For healthcare leaders, these risks are not abstract; they are directly linked to patient satisfaction, operational costs, and safety outcomes. The Mitel study showed that healthcare is one of the industries where communication problems are most likely to pose safety threats, and frontline workers in this sector report the most acute gaps in having their needs considered when making decisions about communication technology and infrastructure. These difficulties extend to other critical industries, including manufacturing, financial services, hospitality, and retail.
Zeus Kerravala, founder and lead analyst at ZK Research, emphasized: 'In a crisis situation, the interface must disappear. Voice does that.' He explained that you cannot train a nurse or dispatcher to navigate a user interface under pressure—you need a channel that works when needed. This is why voice remains the only modality that stands up to the test when stakes are high.
Voice as a Natural AI Interface
As AI adoption grows across all business sectors, voice is also becoming the most natural and effective way for workers to interact with technology. Especially for frontline staff, a voice-oriented AI interface can increase user adoption and productivity by reducing the time spent navigating menus, switching between applications, or typing text messages.

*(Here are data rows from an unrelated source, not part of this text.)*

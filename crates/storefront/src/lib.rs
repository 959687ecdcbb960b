//! Emporium storefront library.
//!
//! The public shop: catalog pages, session cart, checkout and the public
//! JSON API. Built as a library so the router can be tested without a
//! listener.

#![cfg_attr(not(test), forbid(unsafe_code))]

pub mod config;
pub mod error;
pub mod filters;
pub mod middleware;
pub mod models;
pub mod routes;
pub mod services;
pub mod state;

use axum::{Router, extract::State, http::StatusCode, middleware::from_fn, routing::get};
use thiserror::Error;
use tower_http::services::ServeDir;
use tower_http::trace::TraceLayer;

use crate::middleware::{
    InvalidRateLimit, create_session_layer, request_id_middleware, security_headers_middleware,
    write_rate_limiter,
};
use crate::state::AppState;

/// Directory served under `/static`.
pub const STATIC_DIR: &str = "crates/storefront/static";

/// The router could not be assembled.
#[derive(Debug, Error)]
pub enum BuildError {
    #[error("Session store: {0}")]
    SessionStore(String),
    #[error(transparent)]
    RateLimit(#[from] InvalidRateLimit),
}

/// Build the full application router.
///
/// # Errors
///
/// Returns [`BuildError`] if the session store or rate limiter cannot be
/// configured.
pub fn app(state: AppState) -> Result<Router, BuildError> {
    let session_layer =
        create_session_layer(state.pool(), state.config()).map_err(BuildError::SessionStore)?;
    let limiter = write_rate_limiter()?;

    Ok(Router::new()
        .route("/health", get(health))
        .route("/health/ready", get(readiness))
        .merge(routes::routes(limiter))
        .nest_service("/static", ServeDir::new(STATIC_DIR))
        .layer(session_layer)
        .layer(from_fn(security_headers_middleware))
        .layer(from_fn(request_id_middleware))
        .layer(TraceLayer::new_for_http())
        .with_state(state)
        .layer(sentry_tower::NewSentryLayer::new_from_top())
        .layer(sentry_tower::SentryHttpLayer::new().enable_transaction()))
}

/// Liveness health check endpoint.
///
/// Returns "ok" if the server is running. Does not check dependencies.
async fn health() -> &'static str {
    "ok"
}

/// Readiness health check endpoint.
///
/// Returns 503 Service Unavailable if the database is not reachable.
async fn readiness(State(state): State<AppState>) -> StatusCode {
    match emporium_db::ping(state.pool()).await {
        Ok(()) => StatusCode::OK,
        Err(e) => {
            tracing::warn!(error = %e, "Readiness check failed");
            StatusCode::SERVICE_UNAVAILABLE
        }
    }
}

#[cfg(test)]
#[allow(clippy::unwrap_used)]
mod tests {
    use axum::{
        body::{Body, to_bytes},
        http::{Request, header},
    };
    use secrecy::SecretString;
    use tower::ServiceExt;
    use url::Url;

    use emporium_core::CurrencyCode;

    use super::*;
    use crate::config::StorefrontConfig;

    fn test_app() -> Router {
        let config = StorefrontConfig {
            database_url: SecretString::from("postgres://localhost/emporium_test"),
            host: "127.0.0.1".parse().unwrap(),
            port: 3000,
            base_url: Url::parse("http://localhost:3000").unwrap(),
            store_name: "Test Shop".to_string(),
            currency: CurrencyCode::USD,
            sentry_dsn: None,
            sentry_environment: None,
        };
        let pool = emporium_db::create_lazy_pool(&config.database_url).unwrap();
        app(AppState::new(config, pool)).unwrap()
    }

    async fn body_text(response: axum::response::Response) -> String {
        let bytes = to_bytes(response.into_body(), usize::MAX).await.unwrap();
        String::from_utf8(bytes.to_vec()).unwrap()
    }

    fn get(uri: &str) -> Request<Body> {
        Request::builder().uri(uri).body(Body::empty()).unwrap()
    }

    #[tokio::test]
    async fn test_health() {
        let response = test_app().oneshot(get("/health")).await.unwrap();
        assert_eq!(response.status(), StatusCode::OK);
        assert_eq!(body_text(response).await, "ok");
    }

    #[tokio::test]
    async fn test_empty_cart_page() {
        let response = test_app().oneshot(get("/cart")).await.unwrap();
        assert_eq!(response.status(), StatusCode::OK);
        let body = body_text(response).await;
        assert!(body.contains("Your cart is empty"));
        assert!(body.contains("Test Shop"));
    }

    #[tokio::test]
    async fn test_checkout_with_empty_cart_redirects_to_cart() {
        let response = test_app()
            .oneshot(get("/checkout?step=review"))
            .await
            .unwrap();
        assert!(response.status().is_redirection());
        assert_eq!(response.headers().get(header::LOCATION).unwrap(), "/cart");
    }

    #[tokio::test]
    async fn test_unknown_page_is_404() {
        let response = test_app().oneshot(get("/no-such-page")).await.unwrap();
        assert_eq!(response.status(), StatusCode::NOT_FOUND);
        assert!(body_text(response).await.contains("Page not found"));
    }

    #[tokio::test]
    async fn test_security_headers_on_pages() {
        let response = test_app().oneshot(get("/cart")).await.unwrap();
        assert_eq!(response.headers().get("x-frame-options").unwrap(), "DENY");
        assert!(response.headers().contains_key("x-request-id"));
    }

    #[tokio::test]
    async fn test_api_rejects_malformed_json_with_envelope() {
        let request = Request::builder()
            .method("POST")
            .uri("/api/v1/orders")
            .header(header::CONTENT_TYPE, "application/json")
            .header("x-forwarded-for", "203.0.113.9")
            .body(Body::from("{\"email\":"))
            .unwrap();
        let response = test_app().oneshot(request).await.unwrap();
        assert_eq!(response.status(), StatusCode::BAD_REQUEST);

        let json: serde_json::Value = serde_json::from_str(&body_text(response).await).unwrap();
        assert_eq!(json["success"], false);
        assert!(json["error"].as_str().is_some());
    }
}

Workforce technology development strategies should not view voice as an outdated or backup channel; it must become an integral part of a modern communication strategy. This allows voice to act as an interface layer through which AI provides the greatest value to the workers who need it most.
Luis Domingos, CTO of Mitel, stated: 'AI has the potential to radically impact those workers who have been least provided for by digital transformation, but we must meet them where they are.' He concluded that whether it is a nurse in the emergency room or a technician in the field, voice AI bridges the gap in a way no previous technology has. In his view, the application of the future, especially for frontline workers, is not a chat window or a dashboard, but a dialogue.